Saturday, September 24, 2016

Five things that Warms this Veterinarians Heart

 Recently, I wrote a post about the five things that hurts a veterinarians heart.  Like anything in life, when there is a downside, there is always an upside.  It is the upside which gets me jumping out of bed in the morning, excited to get to work.

It is too easy to focus on the negatives.  We need to remember that life is not fair, bad things happen to good people, and we need to always look at the good in people and in life.

So now I am sharing some of the things that encourages me to jump out of bed, excited about what the day may bring (Honesty moment here - I have to admit that I am one of those people where the line "I don't like Mondays" rings true, so I don't get excited about Mondays.).

Puppy Breath and Kitten Meows

Ah, the sweet smell of a puppy, or the cute "Meows" of a bubba kitten.
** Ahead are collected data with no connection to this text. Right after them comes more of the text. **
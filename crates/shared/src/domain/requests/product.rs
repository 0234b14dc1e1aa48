use serde::{Deserialize, Serialize};
use utoipa::{IntoParams, ToSchema};
use validator::Validate;

#[derive(Debug, Clone, Default, Serialize, Deserialize, Validate, ToSchema, IntoParams)]
pub struct FindAllProducts {
    /// Case-sensitive substring matched against the product name.
    #[serde(default)]
    pub name: Option<String>,
}

impl FindAllProducts {
    pub fn name_filter(&self) -> Option<&str> {
        self.name.as_deref().filter(|name| !name.is_empty())
    }
}

#[derive(Debug, Clone, Serialize, Deserialize, Validate, ToSchema)]
#[serde(rename_all = "camelCase")]
pub struct CreateProductRequest {
    #[validate(length(min = 1, message = "Name is required"))]
    #[schema(example = "Laptop")]
    pub name: String,

    #[validate(range(min = 1, message = "Quantity must be greater than zero"))]
    #[schema(example = 10)]
    pub qty: i32,

    #[validate(range(exclusive_min = 0.0, message = "Price must be greater than zero"))]
    #[schema(example = 1500.0)]
    pub price: f64,

    #[schema(example = "laptop.jpg")]
    pub photo: String,

    #[serde(default, skip_serializing_if = "Option::is_none")]
    pub category_ids: Option<Vec<String>>,
}

/// Partial update. A present `categoryIds` (even empty) replaces the whole
/// association set; an absent or null one leaves it alone.
#[derive(Debug, Clone, Default, Serialize, Deserialize, Validate, ToSchema)]
#[serde(rename_all = "camelCase")]
pub struct UpdateProductRequest {
    #[serde(default, skip_serializing_if = "Option::is_none")]
    #[validate(length(min = 1, message = "Name is required"))]
    #[schema(example = "Laptop Pro")]
    pub name: Option<String>,

    #[serde(default, skip_serializing_if = "Option::is_none")]
    #[validate(range(min = 1, message = "Quantity must be greater than zero"))]
    pub qty: Option<i32>,

    #[serde(default, skip_serializing_if = "Option::is_none")]
    #[validate(range(exclusive_min = 0.0, message = "Price must be greater than zero"))]
    pub price: Option<f64>,

    #[serde(default, skip_serializing_if = "Option::is_none")]
    pub photo: Option<String>,

    #[serde(default, skip_serializing_if = "Option::is_none")]
    pub category_ids: Option<Vec<String>>,
}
There is something very special knowing the joys of a new furbaby starting its life journey with its forever family.
Tegan and Paige on the day we met our new puppy, Piper

With each puppy breath, you visualise in your head the walks on the beach, the hugs on the lounge watching their favourite TV show, the learning on both sides of the tug toy.

With each kitten Meow, you see them prancing, climbing curtains, and sitting on someone's chest purring loudly with contentment. 

Life is always about shared experiences with family, as it is those days that we treasure when we are on our deathbed (or so I am told, as I am not quite there yet). 

When I can say "your pet is awesome"

Followed up by " Despite my best efforts, I can't find anything wrong".

Smiles all round. I love those happy visits.
"You  are awesome, Ms Patches"

When we ask the important questions on what they are on for Heartworm prevention, intestinal worming, flea control, what they are eating, and what they are using for their pet's coat needs - we get the answers.  

It is alot better than some of our usual answers of "the other half does it", " its the spot on the back from the supermarket", or "its the food from the second shelf, and it has round bits and long bits in it".

When I hear "they love coming in"

We love it that many dogs run up our front ramp and can't wait to come in.  Or, when they are told that they are off to see Auntie Liz or Uncle Dirk, their little tail wags in excitement.   Or when the pet owners turn the corner, the look in their pet's face changes (and it is not sheer terror), at the excitement of coming in.
Dr Liz getting a free face wash from Lillie.

It is exciting when they run into the consult room and sit in front of the back bench (the place where all awesome things come from - like the thermometer, the stethoscope and the home made liver treats).

Admittedly, it is not something I hear often when it comes to our cats, although I do have a few that are happy to come in, walk around and enjoy our treats (Caash is one of them - he also likes to brush his teeth, so he is a superhero also). 

When I read "excision is complete" and other news of a job well done

One of the hard things of being a grown up adult, is that you no longer have teachers giving you a star for good work, or an A+ on the school report.  One of the lessons learnt as a qualified veterinarian, is that we have to take any positive as a "win", as there are always going to be moments and days when nothing seems to go well (for you and the pet).

Lumps and bumps on our pets are sometimes challenging - some of the lumps can be cancerous, and the surgery can be technically challenging ( like the one I did recently that was adjacent to the anus, or the lump I removed of a dog's nose the other day). I was ecstatic when the reports came in that said those very words "your diagnosis is confirmed, excision is complete".

Knowing that a pet is no longer in pain -

Pain - our pets are sentient beings, and they feel pain.   Why so many still deny this very fact, I do not understand!

Pain management has come a long way, with a whole plethora of medications available now, that were not available  years ago.

Piper - a happy dog at the dog park.
It puts a smile on my face when I am able to remove those infected teeth, and being told by the owners that their pet is acting like a puppy or kitten.

The other day, when I removed dust and debris from a dog's eyes (Olivia had very sore eyes), her owner made the comment that Livvie looked like she was actually smiling by the time I was finished.

Even something like nail clips  and expressing those smelly anal glands is rewarding - as it makes every pet more comfortable afterwards.

This is is also why letting a pet go to a better place, may be physically and emotional painful to me as a veterinarian, but being able to do so means that I have completed my veterinary oath to this pet - I have alleviated them of further pain and suffering in the most gentle and compassionate way I can.

My vet team - Tegan, Dr Liz and Dirk
Finally.... being a vet is like being the ping pong ball, being hit from one side of the table to the other - one side is called "highs" (when things are going well)  and the other side  is "lows" (when you have a day you would rather forget).  

In any given day, we are hit from one side to the other in such a short time that it can be hard to catch one's breath. 

And there are some days, when you always seem to be hitting the net, stuck on the "low" side, never seeming to get over the net, no matter how many times you try.  What I tell myself when I do get stuck on the low side, is that at some point, I am going to get over the net back into the "high" side.  I always do, and know I always will.

I am Dr Liz, the mad vet from Bellambi. 

We love seeing puppies and kittens of all ages, and we promise to make every effort to make their visit with us as calm as we possibly can.